I have a file that has such a structure:
section "first_section" {
parameter1 = value1
parameter2 = value2
parameter3 = value3
}
section "second_section" {
parameter1 = value1
parameter2 = value2
parameter3 = value3
}
...
And I have a variable that contains a new section, for example:
section "third_section" {
parameter1 = value1
parameter2 = value2
parameter3 = value3
}
I'd like to check in Bash before adding a new section if that section already exists in the file.

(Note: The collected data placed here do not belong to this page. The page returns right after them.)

//! ty (Astral type checker) adapter.

use futures::future::{BoxFuture, FutureExt};
use lazy_static::lazy_static;
use regex::Regex;

use crate::check::{CheckResult, Severity, Violation};
use crate::files::contains_files_with_extension;
use crate::tools::{strip_ansi, Tool, ToolContext, ToolInfo};

pub const INFO: ToolInfo = ToolInfo {
    id: "ty",
    name: "ty",
    rule: "code.types.ty",
};

lazy_static! {
    /// `app/main.py:4:5: error[invalid-assignment] Object of type ...`
    static ref CONCISE: Regex =
        Regex::new(r"^(.+?):(\d+):(\d+):\s+(error|warning|info)\[([\w-]+)\]\s+(.+)$").unwrap();
}

pub struct Ty;

impl Ty {
    async fn check(&self, ctx: &ToolContext) -> anyhow::Result<CheckResult> {
        if !contains_files_with_extension(&ctx.root, &["py"]).await? {
            return Ok(INFO.skip("No Python files found"));
        }

        let output = match ctx
            .exec("ty", &["check", "--output-format", "concise"])
            .await
        {
            Ok(o) => o,
            Err(e) => return Ok(INFO.exec_failure(e)),
        };
        if output.success() {
            return Ok(INFO.pass());
        }

        let violations = parse_output(&output.combined());
        if violations.is_empty() {
            Ok(INFO.unparseable(&output))
        } else {
            Ok(INFO.result(violations))
        }
    }
}

impl Tool for Ty {
    fn info(&self) -> ToolInfo {
        INFO
    }

    fn run<'a>(&'a self, ctx: &'a ToolContext) -> BoxFuture<'a, anyhow::Result<CheckResult>> {
        self.check(ctx).boxed()
    }
}

/// Parse concise diagnostics (`file:line:col: level[code] message`).
pub fn parse_output(text: &str) -> Vec<Violation> {
    strip_ansi(text)
        .lines()
        .filter_map(|line| CONCISE.captures(line.trim()))
        .map(|caps| {
            let severity = if &caps[4] == "error" {
                Severity::Error
            } else {
                Severity::Warning
            };
            INFO.violation(caps[6].to_string())
                .file(caps[1].to_string())
                .at(caps[2].parse().unwrap_or(0), caps[3].parse().ok())
                .code(caps[5].to_string())
                .severity(severity)
        })
        .collect()
}

#[cfg(test)]
mod tests {
    use super::*;

    #[test]
    fn test_parse_output() {
        let text = "app/main.py:4:5: error[invalid-assignment] Object of type `str` is not assignable to `int`\napp/util.py:9:1: warning[unused-ignore-comment] Unused blanket `type: ignore` directive\nFound 2 diagnostics\n";
        let violations = parse_output(text);
        assert_eq!(violations.len(), 2);
        assert_eq!(violations[0].code.as_deref(), Some("invalid-assignment"));
        assert_eq!(violations[0].line, Some(4));
        assert_eq!(violations[1].severity, Severity::Warning);
    }
}
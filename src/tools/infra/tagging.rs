//! AWS resource tagging policy via the Resource Groups Tagging API.

use std::collections::BTreeMap;

use futures::future::{BoxFuture, FutureExt};
use serde::Deserialize;

use crate::check::{CheckResult, Violation};
use crate::config::TaggingConfig;
use crate::tools::{Tool, ToolContext, ToolInfo};

pub const INFO: ToolInfo = ToolInfo {
    id: "tagging",
    name: "AWS Tagging",
    rule: "infra.tagging",
};

#[derive(Debug, Deserialize)]
#[serde(rename_all = "PascalCase")]
struct Resources {
    #[serde(default)]
    resource_tag_mapping_list: Vec<Resource>,
}

#[derive(Debug, Deserialize)]
#[serde(rename_all = "PascalCase")]
struct Resource {
    #[serde(rename = "ResourceARN")]
    resource_arn: String,
    #[serde(default)]
    tags: Vec<Tag>,
}

#[derive(Debug, Deserialize)]
#[serde(rename_all = "PascalCase")]
struct Tag {
    key: String,
    value: String,
}

pub struct Tagging {
    config: TaggingConfig,
}

impl Tagging {
    pub fn new(config: TaggingConfig) -> Self {
        Self { config }
    }

    fn args(&self) -> Vec<String> {
        let mut args: Vec<String> = ["resourcegroupstaggingapi", "get-resources", "--output", "json"]
            .iter()
            .map(|s| s.to_string())
            .collect();
        if let Some(region) = &self.config.region {
            args.extend(["--region".to_string(), region.clone()]);
        }
        args
    }

    async fn check(&self, ctx: &ToolContext) -> anyhow::Result<CheckResult> {
        let args = self.args();
        let arg_refs: Vec<&str> = args.iter().map(String::as_str).collect();
        let output = match ctx.exec("aws", &arg_refs).await {
            Ok(o) => o,
            Err(e) => return Ok(INFO.exec_failure(e)),
        };
        if !output.success() {
            return Ok(INFO.unparseable(&output));
        }

        match parse_output(&output.stdout, &self.config) {
            Some(violations) => Ok(INFO.result(violations)),
            None => Ok(INFO.unparseable(&output)),
        }
    }
}

impl Tool for Tagging {
    fn info(&self) -> ToolInfo {
        INFO
    }

    fn run<'a>(&'a self, ctx: &'a ToolContext) -> BoxFuture<'a, anyhow::Result<CheckResult>> {
        self.check(ctx).boxed()
    }
}

/// Missing required tags and disallowed values, per resource.
pub fn parse_output(stdout: &str, config: &TaggingConfig) -> Option<Vec<Violation>> {
    let resources: Resources = serde_json::from_str(stdout.trim()).ok()?;
    let mut violations = Vec::new();

    for resource in resources.resource_tag_mapping_list {
        let tags: BTreeMap<&str, &str> = resource
            .tags
            .iter()
            .map(|t| (t.key.as_str(), t.value.as_str()))
            .collect();

        for key in &config.required {
            if !tags.contains_key(key.as_str()) {
                violations.push(
                    INFO.violation(format!(
                        "{} is missing required tag \"{}\"",
                        resource.resource_arn, key
                    ))
                    .code("missing-tag"),
                );
            }
        }

        for (key, allowed) in &config.values {
            let Some(value) = tags.get(key.as_str()) else {
                continue;
            };
            if !allowed.iter().any(|a| a.as_str() == *value) {
                violations.push(
                    INFO.violation(format!(
                        "{} has tag \"{}\" = \"{}\", allowed: {}",
                        resource.resource_arn,
                        key,
                        value,
                        allowed.join(", ")
                    ))
                    .code("invalid-tag-value"),
                );
            }
        }
    }

    Some(violations)
}

#[cfg(test)]
mod tests {
    use super::*;

    const RESOURCES: &str = r#"{"ResourceTagMappingList": [
      {"ResourceARN": "arn:aws:s3:::acme-assets",
       "Tags": [{"Key": "Owner", "Value": "platform"}, {"Key": "Environment", "Value": "prod"}]},
      {"ResourceARN": "arn:aws:ec2:eu-west-1:123456789012:instance/i-0abc",
       "Tags": [{"Key": "Environment", "Value": "qa"}]}
    ]}"#;

    fn config() -> TaggingConfig {
        let mut values = BTreeMap::new();
        values.insert(
            "Environment".to_string(),
            vec!["prod".to_string(), "staging".to_string()],
        );
        TaggingConfig {
            enabled: true,
            region: Some("eu-west-1".to_string()),
            required: vec!["Owner".to_string(), "Environment".to_string()],
            values,
        }
    }

    #[test]
    fn test_parse_output() {
        let violations = parse_output(RESOURCES, &config()).unwrap();
        assert_eq!(violations.len(), 2);
        assert_eq!(
            violations[0].message,
            "arn:aws:ec2:eu-west-1:123456789012:instance/i-0abc is missing required tag \"Owner\""
        );
        assert_eq!(violations[1].code.as_deref(), Some("invalid-tag-value"));
    }

    #[test]
    fn test_args() {
        assert_eq!(
            Tagging::new(config()).args(),
            vec!["resourcegroupstaggingapi", "get-resources", "--output", "json", "--region", "eu-west-1"]
        );
    }
}
//! Output formatting for healthgate results.
//!
//! Supports two output formats:
//! - Text: colored terminal output for human readability
//! - JSON: the result structs serialized verbatim for programmatic consumption

use std::fmt::Write;

use colored::*;
use serde::Serialize;

use crate::check::{CheckResult, DomainResult, DomainStatus, FullResult, Severity};
use crate::monorepo::{DetectedProject, MonorepoResult};

/// Violations listed per failing check before eliding the rest.
pub const MAX_VIOLATIONS_SHOWN: usize = 10;

#[derive(Debug, Clone, Copy, PartialEq, Eq, Default, clap::ValueEnum)]
pub enum OutputFormat {
    #[default]
    Text,
    Json,
}

/// Print any serializable result as pretty JSON on stdout.
pub fn write_json<T: Serialize>(value: &T) -> anyhow::Result<()> {
    println!("{}", serde_json::to_string_pretty(value)?);
    Ok(())
}

pub fn write_full(result: &FullResult, format: OutputFormat) -> anyhow::Result<()> {
    match format {
        OutputFormat::Json => write_json(result),
        OutputFormat::Text => {
            print!("{}", render_text(result));
            Ok(())
        }
    }
}

pub fn write_monorepo(result: &MonorepoResult, format: OutputFormat) -> anyhow::Result<()> {
    match format {
        OutputFormat::Json => write_json(result),
        OutputFormat::Text => {
            print!("{}", render_monorepo(result));
            Ok(())
        }
    }
}

pub fn write_projects(projects: &[DetectedProject], format: OutputFormat) -> anyhow::Result<()> {
    match format {
        OutputFormat::Json => write_json(&projects),
        OutputFormat::Text => {
            print!("{}", render_projects(projects));
            Ok(())
        }
    }
}

// =============================================================================
// Text Format
// =============================================================================

fn status_icon(status: DomainStatus) -> ColoredString {
    match status {
        DomainStatus::Pass => "✓".green(),
        DomainStatus::Fail => "✗".red(),
        DomainStatus::Skip => "○".dimmed(),
    }
}

fn check_icon(check: &CheckResult) -> ColoredString {
    if check.skipped {
        "○".dimmed()
    } else if check.passed {
        "✓".green()
    } else {
        "✗".red()
    }
}

fn check_outcome(check: &CheckResult) -> String {
    if check.skipped {
        match &check.skip_reason {
            Some(reason) => format!("skipped ({})", reason),
            None => "skipped".to_string(),
        }
    } else if check.passed {
        "passed".to_string()
    } else {
        let n = check.violations.len();
        format!("{} violation{}", n, if n == 1 { "" } else { "s" })
    }
}

/// Render the whole report as colored text.
pub fn render_text(result: &FullResult) -> String {
    let mut out = String::new();
    let _ = writeln!(out);
    let _ = writeln!(out, "  {} v{}", "healthgate".cyan().bold(), result.version);
    let _ = writeln!(out, "  {}{}", "Config: ".dimmed(), result.config_path);
    let _ = writeln!(out);

    for domain in &result.domains {
        render_domain(&mut out, domain);
        let _ = writeln!(out);
    }

    let total = result.summary.total_violations;
    if total == 0 {
        let _ = writeln!(out, "  {}", "✓ All checks passed".green().bold());
    } else {
        let _ = writeln!(
            out,
            "  {}",
            format!(
                "✗ {} violation{} found",
                total,
                if total == 1 { "" } else { "s" }
            )
            .red()
            .bold()
        );
    }
    out
}

fn render_domain(out: &mut String, domain: &DomainResult) {
    let _ = writeln!(
        out,
        "  {} {}",
        status_icon(domain.status),
        domain.domain.as_str().to_uppercase().bold()
    );
    if domain.checks.is_empty() {
        let _ = writeln!(out, "    {}", "No checks enabled".dimmed());
        return;
    }

    for check in &domain.checks {
        let _ = writeln!(
            out,
            "    {} {:<18} {} {}",
            check_icon(check),
            check.name,
            check_outcome(check),
            format!("({}ms)", check.duration).dimmed()
        );
        if !check.failed() {
            continue;
        }
        for v in check.violations.iter().take(MAX_VIOLATIONS_SHOWN) {
            let tag = match v.severity {
                Severity::Error => "error".red(),
                Severity::Warning => "warn ".yellow(),
            };
            let mut line = format!("        {} ", tag);
            if let Some(location) = v.location() {
                let _ = write!(line, "{} ", location.blue());
            }
            line.push_str(&v.message);
            if let Some(code) = &v.code {
                let _ = write!(line, " {}", format!("[{}]", code).dimmed());
            }
            let _ = writeln!(out, "{}", line);
        }
        if check.violations.len() > MAX_VIOLATIONS_SHOWN {
            let _ = writeln!(
                out,
                "        {}",
                format!("... and {} more", check.violations.len() - MAX_VIOLATIONS_SHOWN).dimmed()
            );
        }
    }
}

pub fn render_monorepo(result: &MonorepoResult) -> String {
    let mut out = String::new();
    let _ = writeln!(out);
    let _ = writeln!(out, "  {} {}", "healthgate".cyan().bold(), "monorepo".dimmed());
    let _ = writeln!(out, "  {}{}", "Root: ".dimmed(), result.root);
    let _ = writeln!(out);

    for project in &result.projects {
        let (icon, outcome) = if let Some(error) = &project.error {
            ("✗".red(), format!("error: {}", error))
        } else if let Some(full) = &project.result {
            let n = full.summary.total_violations;
            if n == 0 {
                ("✓".green(), "passed".to_string())
            } else {
                ("✗".red(), format!("{} violation{}", n, if n == 1 { "" } else { "s" }))
            }
        } else {
            ("○".dimmed(), format!("skipped (no {})", crate::config::CONFIG_FILE_NAME))
        };
        let _ = writeln!(
            out,
            "  {} {:<30} {:<11} {}",
            icon, project.path, project.project_type.to_string().dimmed(), outcome
        );
    }

    let s = &result.summary;
    let _ = writeln!(out);
    let _ = writeln!(
        out,
        "  {} projects: {} passed, {} failed, {} errored, {} skipped",
        s.total, s.passed, s.failed, s.errored, s.skipped
    );
    let line = if s.exit_code == 0 {
        "✓ All projects passed".green().bold()
    } else {
        "✗ Some projects failed".red().bold()
    };
    let _ = writeln!(out, "  {}", line);
    out
}

pub fn render_projects(projects: &[DetectedProject]) -> String {
    let mut out = String::new();
    if projects.is_empty() {
        let _ = writeln!(out, "No projects detected");
        return out;
    }
    for p in projects {
        let config = if p.has_check_toml {
            crate::config::CONFIG_FILE_NAME.green()
        } else {
            "no config".yellow()
        };
        let _ = writeln!(
            out,
            "{:<30} {:<11} {:<15} {}",
            p.path,
            p.project_type.to_string(),
            p.marker_file.dimmed(),
            config
        );
    }
    out
}

#[cfg(test)]
mod tests {
    use super::*;
    use crate::check::{Domain, Violation};

    fn plain() {
        colored::control::set_override(false);
    }

    fn eslint_with(n: usize) -> CheckResult {
        let violations = (0..n)
            .map(|i| {
                Violation::new("code.linting.eslint", "eslint", "Unexpected var")
                    .file("src/a.js")
                    .at(i as u32 + 1, Some(1))
                    .code("no-var")
            })
            .collect();
        CheckResult::from_violations("ESLint", "code.linting.eslint", violations)
    }

    #[test]
    fn test_elides_after_ten_violations() {
        plain();
        let result = FullResult::new(
            "check.toml",
            vec![DomainResult::from_checks(Domain::Code, vec![eslint_with(13)])],
        );
        let text = render_text(&result);
        assert!(text.contains("✗ CODE"));
        assert!(text.contains("13 violations"));
        assert!(text.contains("src/a.js:10:1 Unexpected var [no-var]"));
        assert!(!text.contains("src/a.js:11:1"));
        assert!(text.contains("... and 3 more"));
        assert!(text.contains("✗ 13 violations found"));
    }

    #[test]
    fn test_passing_and_skipped() {
        plain();
        let result = FullResult::new(
            "check.toml",
            vec![
                DomainResult::from_checks(
                    Domain::Code,
                    vec![
                        eslint_with(0),
                        CheckResult::skip("Ruff", "code.linting.ruff", "No Python files"),
                    ],
                ),
                DomainResult::from_checks(Domain::Infra, vec![]),
            ],
        );
        let text = render_text(&result);
        assert!(text.contains("✓ CODE"));
        assert!(text.contains("skipped (No Python files)"));
        assert!(text.contains("○ INFRA"));
        assert!(text.contains("No checks enabled"));
        assert!(text.contains("✓ All checks passed"));
    }
}
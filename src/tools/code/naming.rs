//! File and folder naming conventions.

use std::collections::HashSet;
use std::path::Path;

use futures::future::{BoxFuture, FutureExt};
use lazy_static::lazy_static;
use regex::Regex;

use crate::check::{CheckResult, Violation};
use crate::config::{CaseStyle, NamingConfig, NamingRule};
use crate::files::{compile_globset, files_with_extensions};
use crate::tools::{Tool, ToolContext, ToolInfo};

pub const INFO: ToolInfo = ToolInfo {
    id: "naming",
    name: "Naming",
    rule: "code.naming",
};

lazy_static! {
    static ref KEBAB: Regex = Regex::new(r"^[a-z][a-z0-9]*(-[a-z0-9]+)*$").unwrap();
    static ref SNAKE: Regex = Regex::new(r"^[a-z][a-z0-9]*(_[a-z0-9]+)*$").unwrap();
    static ref CAMEL: Regex = Regex::new(r"^[a-z][a-zA-Z0-9]*$").unwrap();
    static ref PASCAL: Regex = Regex::new(r"^[A-Z][a-zA-Z0-9]*$").unwrap();
}

/// Whether `name` is written in `style`.
pub fn matches_case(name: &str, style: CaseStyle) -> bool {
    match style {
        CaseStyle::Kebab => KEBAB.is_match(name),
        CaseStyle::Snake => SNAKE.is_match(name),
        CaseStyle::Camel => CAMEL.is_match(name),
        CaseStyle::Pascal => PASCAL.is_match(name),
    }
}

/// File name with every extension removed (`button.test.tsx` → `button`).
pub fn base_name(file_name: &str) -> &str {
    file_name.split('.').next().unwrap_or(file_name)
}

/// Folder names that are conventions of their own (`__tests__`, `.github`,
/// Next.js route groups and dynamic segments).
fn is_special_folder(segment: &str) -> bool {
    segment.starts_with(['_', '.', '(', '['])
}

pub struct Naming {
    config: NamingConfig,
}

impl Naming {
    pub fn new(config: NamingConfig) -> Self {
        Self { config }
    }

    async fn check(&self, ctx: &ToolContext) -> anyhow::Result<CheckResult> {
        let config = self.config.clone();
        let root = ctx.root.clone();
        tokio::task::spawn_blocking(move || scan(&root, &config)).await?
    }
}

impl Tool for Naming {
    fn info(&self) -> ToolInfo {
        INFO
    }

    fn run<'a>(&'a self, ctx: &'a ToolContext) -> BoxFuture<'a, anyhow::Result<CheckResult>> {
        self.check(ctx).boxed()
    }

    fn audit<'a>(&'a self, ctx: &'a ToolContext) -> BoxFuture<'a, anyhow::Result<CheckResult>> {
        self.check(ctx).boxed()
    }
}

pub fn scan(root: &Path, config: &NamingConfig) -> anyhow::Result<CheckResult> {
    let mut violations = Vec::new();
    for rule in &config.rules {
        violations.extend(check_rule(root, rule)?);
    }
    Ok(INFO.result(violations))
}

fn check_rule(root: &Path, rule: &NamingRule) -> anyhow::Result<Vec<Violation>> {
    let exclude = compile_globset(&rule.exclude)?;
    let mut checked_folders: HashSet<String> = HashSet::new();
    let mut violations = Vec::new();

    for file in files_with_extensions(root, &rule.extensions) {
        if exclude.is_match(&file) {
            continue;
        }

        let (dir, file_name) = match file.rsplit_once('/') {
            Some((dir, name)) => (Some(dir), name),
            None => (None, file.as_str()),
        };

        if let Some(dir) = dir {
            let mut prefix = String::new();
            for segment in dir.split('/') {
                if !prefix.is_empty() {
                    prefix.push('/');
                }
                prefix.push_str(segment);

                if is_special_folder(segment) || !checked_folders.insert(prefix.clone()) {
                    continue;
                }
                if !matches_case(segment, rule.folder_case) {
                    violations.push(
                        INFO.violation(format!(
                            "Folder \"{}\" should be {}",
                            segment, rule.folder_case
                        ))
                        .file(prefix.clone())
                        .code("folder-case"),
                    );
                }
            }
        }

        let base = base_name(file_name);
        if base.is_empty() || base.starts_with('_') {
            continue;
        }
        if !matches_case(base, rule.file_case) {
            violations.push(
                INFO.violation(format!(
                    "File \"{}\" should be {}",
                    file_name, rule.file_case
                ))
                .file(file.clone())
                .code("file-case"),
            );
        }
    }

    Ok(violations)
}

#[cfg(test)]
mod tests {
    use super::*;
    use tempfile::TempDir;

    fn kebab_rule() -> NamingRule {
        NamingRule {
            extensions: vec!["ts".to_string()],
            file_case: CaseStyle::Kebab,
            folder_case: CaseStyle::Kebab,
            exclude: Vec::new(),
        }
    }

    #[test]
    fn test_case_styles() {
        assert!(matches_case("my-component", CaseStyle::Kebab));
        assert!(!matches_case("my_component", CaseStyle::Kebab));
        assert!(!matches_case("MyComponent", CaseStyle::Kebab));
        assert!(!matches_case("my--component", CaseStyle::Kebab));

        assert!(matches_case("my_module", CaseStyle::Snake));
        assert!(!matches_case("my-module", CaseStyle::Snake));

        assert!(matches_case("myComponent", CaseStyle::Camel));
        assert!(!matches_case("MyComponent", CaseStyle::Camel));
        assert!(!matches_case("my-component", CaseStyle::Camel));

        assert!(matches_case("MyComponent", CaseStyle::Pascal));
        assert!(!matches_case("myComponent", CaseStyle::Pascal));
        assert!(!matches_case("My_Component", CaseStyle::Pascal));
    }

    #[test]
    fn test_base_name_strips_all_extensions() {
        assert_eq!(base_name("button.test.tsx"), "button");
        assert_eq!(base_name("index.ts"), "index");
        assert_eq!(base_name("Makefile"), "Makefile");
    }

    #[test]
    fn test_bad_folder_and_file() {
        let temp = TempDir::new().unwrap();
        std::fs::create_dir_all(temp.path().join("BadFolder")).unwrap();
        std::fs::write(temp.path().join("BadFolder/MyComponent.ts"), "").unwrap();

        let config = NamingConfig {
            enabled: true,
            rules: vec![kebab_rule()],
        };
        let result = scan(temp.path(), &config).unwrap();
        assert_eq!(result.violations.len(), 2);
        assert_eq!(result.violations[0].code.as_deref(), Some("folder-case"));
        assert_eq!(result.violations[0].file.as_deref(), Some("BadFolder"));
        assert_eq!(result.violations[1].code.as_deref(), Some("file-case"));
    }

    #[test]
    fn test_folders_reported_once_and_special_names_skipped() {
        let temp = TempDir::new().unwrap();
        let root = temp.path();
        std::fs::create_dir_all(root.join("src/UiKit")).unwrap();
        std::fs::create_dir_all(root.join("src/__tests__")).unwrap();
        std::fs::write(root.join("src/UiKit/button.ts"), "").unwrap();
        std::fs::write(root.join("src/UiKit/card.ts"), "").unwrap();
        std::fs::write(root.join("src/__tests__/card.test.ts"), "").unwrap();
        std::fs::write(root.join("src/_private.ts"), "").unwrap();

        let config = NamingConfig {
            enabled: true,
            rules: vec![kebab_rule()],
        };
        let result = scan(root, &config).unwrap();
        assert_eq!(result.violations.len(), 1);
        assert_eq!(result.violations[0].file.as_deref(), Some("src/UiKit"));
    }

    #[test]
    fn test_exclude() {
        let temp = TempDir::new().unwrap();
        std::fs::create_dir_all(temp.path().join("legacy")).unwrap();
        std::fs::write(temp.path().join("legacy/OldThing.ts"), "").unwrap();

        let mut rule = kebab_rule();
        rule.exclude = vec!["legacy/**".to_string()];
        let config = NamingConfig {
            enabled: true,
            rules: vec![rule],
        };
        assert!(scan(temp.path(), &config).unwrap().passed);
    }
}
//! Vulture adapter (dead Python code).

use futures::future::{BoxFuture, FutureExt};
use lazy_static::lazy_static;
use regex::Regex;

use crate::check::{CheckResult, Severity, Violation};
use crate::config::VultureConfig;
use crate::files::contains_files_with_extension;
use crate::tools::{Tool, ToolContext, ToolInfo};

pub const INFO: ToolInfo = ToolInfo {
    id: "vulture",
    name: "Vulture",
    rule: "code.unused.vulture",
};

/// Vulture exits with 3 when it found dead code.
const EXIT_DEAD_CODE: i32 = 3;

lazy_static! {
    /// `app/models.py:12: unused function 'helper' (60% confidence)`
    static ref FINDING: Regex =
        Regex::new(r"^(.+?):(\d+):\s+(.+?)\s+\((\d+)% confidence(?:, \d+ lines?)?\)$").unwrap();
}

pub struct Vulture {
    config: VultureConfig,
}

impl Vulture {
    pub fn new(config: VultureConfig) -> Self {
        Self { config }
    }

    async fn check(&self, ctx: &ToolContext) -> anyhow::Result<CheckResult> {
        if !contains_files_with_extension(&ctx.root, &["py"]).await? {
            return Ok(INFO.skip("No Python files found"));
        }

        let confidence = self.config.min_confidence.to_string();
        let args = [
            ".",
            "--min-confidence",
            confidence.as_str(),
            "--exclude",
            ".venv,venv,node_modules,build,dist",
        ];
        let output = match ctx.exec("vulture", &args).await {
            Ok(o) => o,
            Err(e) => return Ok(INFO.exec_failure(e)),
        };
        if output.success() {
            return Ok(INFO.pass());
        }

        let violations = parse_output(&output.stdout);
        if output.code == Some(EXIT_DEAD_CODE) && !violations.is_empty() {
            Ok(INFO.result(violations))
        } else {
            Ok(INFO.unparseable(&output))
        }
    }
}

impl Tool for Vulture {
    fn info(&self) -> ToolInfo {
        INFO
    }

    fn run<'a>(&'a self, ctx: &'a ToolContext) -> BoxFuture<'a, anyhow::Result<CheckResult>> {
        self.check(ctx).boxed()
    }
}

pub fn parse_output(stdout: &str) -> Vec<Violation> {
    stdout
        .lines()
        .filter_map(|line| FINDING.captures(line.trim()))
        .map(|caps| {
            let file = caps[1].trim_start_matches("./").to_string();
            INFO.violation(format!("{} ({}% confidence)", &caps[3], &caps[4]))
                .file(file)
                .at(caps[2].parse().unwrap_or(0), None)
                .severity(Severity::Warning)
        })
        .collect()
}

I was trying something like
if grep -q -z "$section" file.txt
then
echo "Duplicate found"
else
echo "$section" >> ./file.txt
fi
However, I always get a Duplicate found
output even if it is not true.
CodePudding user response:
I'd use bash builtin pattern matching with the [[...]]
construct:
When the ‘==’ and ‘!=’ operators are used, the string to the right of the operator is considered a pattern and matched according to the rules described in Pattern Matching
contents=$(< filename)
section='section "third" {...}'
if [[ $contents == *"$section"* ]]; then
echo "file already contains the section"
else
# append it to the file
echo "$section" >> filename
end
CodePudding user response:
Based on this post https://unix.stackexchange.com/questions/528146/how-to-grep-multi-lines , if your GNU grep
supports the P
flag you could do something like:
section='section "third_section" {
parameter1 = value1
parameter2 = value2
parameter3 = value3
}'
if grep -qozP 'section "third_section" {(\n.*){1,}}' file.txt; then
printf 'Duplicate\n' >&2
else
printf '\n%s' "$section" >> file.txt
fi
Assuming third_section does not have a duplicate entry with a different entry/contents/values.